Defendant Elmore has failed to establish that the material is protected work product. The Court is not convinced that Mr. Diederichsen was acting in an agency or indemnitor's capacity when he authored the e-mails at issue. Defendant has not submitted an affidavit from Mr. Diederichsen to support the contention that he prepared the material in either capacity or that he authored the e-mails at the direction of an attorney. While it appears that Mr. Diederichsen authored the documents at times when litigation was either anticipated or had already commenced, and did so to assist Defendant through Mr. Diederichsen's layperson legal brainstorming, this is simply not enough to warrant cloaking the materials with work-product protection.

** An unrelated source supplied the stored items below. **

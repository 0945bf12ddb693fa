//! Sessions currently on the enforcement clock.

use crate::state::Uid;
use dashmap::DashMap;
use std::time::{Duration, Instant};

/// A session holding a protected nickname it has not authenticated for.
#[derive(Debug, Clone, PartialEq, Eq)]
pub struct EnforcementEntry {
    /// Nickname the entry was created or last updated for.
    pub nick: String,
    /// When the grace period started.
    pub created_at: Instant,
}

impl EnforcementEntry {
    fn expired(&self, now: Instant, grace: Duration) -> bool {
        now.saturating_duration_since(self.created_at) >= grace
    }
}

/// At most one entry per session.
#[derive(Debug, Default)]
pub struct EnforcementTracker {
    entries: DashMap<Uid, EnforcementEntry>,
}

impl EnforcementTracker {
    /// Create an empty tracker.
    pub fn new() -> Self {
        Self::default()
    }

    /// Put a session on the clock. Returns `true` only if no entry existed.
    ///
    /// An existing entry keeps its original deadline; only its nick is updated.
    pub fn track(&self, uid: &str, nick: &str, now: Instant) -> bool {
        let mut created = false;
        self.entries
            .entry(uid.to_string())
            .and_modify(|e| e.nick = nick.to_string())
            .or_insert_with(|| {
                created = true;
                EnforcementEntry {
                    nick: nick.to_string(),
                    created_at: now,
                }
            });
        created
    }

    /// Take a session off the clock.
    pub fn clear(&self, uid: &str) -> bool {
        self.entries.remove(uid).is_some()
    }

    /// Current entry for a session.
    pub fn get(&self, uid: &str) -> Option<EnforcementEntry> {
        self.entries.get(uid).map(|e| e.value().clone())
    }

    /// Whether a session is on the clock.
    pub fn contains(&self, uid: &str) -> bool {
        self.entries.contains_key(uid)
    }

    /// Time left before the session's grace period runs out.
    pub fn remaining(&self, uid: &str, now: Instant, grace: Duration) -> Option<Duration> {
        let entry = self.entries.get(uid)?;
        Some(grace.saturating_sub(now.saturating_duration_since(entry.created_at)))
    }

    /// Snapshot of sessions whose grace period has run out.
    pub fn expired(&self, now: Instant, grace: Duration) -> Vec<Uid> {
        self.entries
            .iter()
            .filter(|e| e.value().expired(now, grace))
            .map(|e| e.key().clone())
            .collect()
    }

    /// Remove the entry only if it is still present and still expired.
    pub fn consume_expired(
        &self,
        uid: &str,
        now: Instant,
        grace: Duration,
    ) -> Option<EnforcementEntry> {
        self.entries
            .remove_if(uid, |_, e| e.expired(now, grace))
            .map(|(_, e)| e)
    }

    /// Number of sessions on the clock.
    pub fn len(&self) -> usize {
        self.entries.len()
    }

    /// Whether no session is on the clock.
    pub fn is_empty(&self) -> bool {
        self.entries.is_empty()
    }

    /// Drop every entry (link loss).
    pub fn clear_all(&self) {
        self.entries.clear();
    }
}

#[cfg(test)]
mod tests {
    use super::*;

    const GRACE: Duration = Duration::from_secs(60);

    #[test]
    fn track_is_idempotent_and_keeps_deadline() {
        let tracker = EnforcementTracker::new();
        let t0 = Instant::now();
        assert!(tracker.track("001AAAAAA", "alice", t0));
        assert!(!tracker.track("001AAAAAA", "alice_", t0 + Duration::from_secs(30)));

        let entry = tracker.get("001AAAAAA").unwrap();
        assert_eq!(entry.created_at, t0);
        assert_eq!(entry.nick, "alice_");
        assert_eq!(tracker.len(), 1);
    }

    #[test]
    fn expiry_boundary_is_inclusive() {
        let tracker = EnforcementTracker::new();
        let t0 = Instant::now();
        tracker.track("001AAAAAA", "alice", t0);

        assert!(tracker.expired(t0 + Duration::from_secs(59), GRACE).is_empty());
        assert_eq!(
            tracker.remaining("001AAAAAA", t0 + Duration::from_secs(45), GRACE),
            Some(Duration::from_secs(15))
        );
        assert_eq!(tracker.expired(t0 + GRACE, GRACE), vec!["001AAAAAA".to_string()]);
    }

    #[test]
    fn consume_expired_rechecks_entry() {
        let tracker = EnforcementTracker::new();
        let t0 = Instant::now();
        tracker.track("001AAAAAA", "alice", t0);

        assert!(tracker.consume_expired("001AAAAAA", t0, GRACE).is_none());
        assert!(tracker.contains("001AAAAAA"));

        // Cleared between the snapshot and the mutation
        tracker.clear("001AAAAAA");
        assert!(tracker.consume_expired("001AAAAAA", t0 + GRACE, GRACE).is_none());

        tracker.track("001AAAAAB", "bob", t0);
        assert!(tracker.consume_expired("001AAAAAB", t0 + GRACE, GRACE).is_some());
        assert!(tracker.is_empty());
    }
}
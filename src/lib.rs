//! slirc-nickguard - nickname protection services for TS6 IRC networks.
//!
//! - [`services`]: the protection engine and NickServ commands
//! - [`link`]: the uplink connection and TS6 codec
//! - [`db`]: SQLite persistence for accounts, reservations and abuse counters
//! - [`state`]: session directory, clocks and UID generation
//! - [`config`]: TOML configuration
//! - [`proto`]: casemapping, nickname syntax and line splitting

pub mod config;
pub mod db;
pub mod error;
pub mod link;
pub mod proto;
pub mod services;
pub mod state;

Rule 26(b)(3)'s use of the phrase "'party or its representative' implies agency, and each of the six listed examples connotes someone acting in either an agency or fiduciary capacity for the 'party or its representative.'" Republic of Ecuador v. For Issuance of a Subpoena Under 28 U .S.C. Sec. 1782(a), 735 F.3d 1179, 1184 (10th Cir. 2013). "Clearly, agents of a party or its representative, who stand in the legal shoes of the party, are entitled to the same work-product protections as the party itself." Id. (emphasis added). There is no evidence that Mr. Diederichsen was acting in any type of legal agency capacity for Defendant Elmore or that he had the authority to act on Defendant Elmore's behalf for purposes of this litigation when he authored the emails. See id., ("No showing has been made that an expert would have capacity to act on behalf of a party in this case."). Because Defendant Elmore has failed make a sufficient showing that the e-mails in question were materials prepared in anticipation of litigation by his representative, the Court will compel discovery of those materials.
WHEREFORE, IT IS ORDERED that Plaintiff's Emergency Motion to Compel is GRANTED. Defendant Elmore shall immediately produce the withheld e-mails authored by witness Mark Diederichsen to Plaintiff.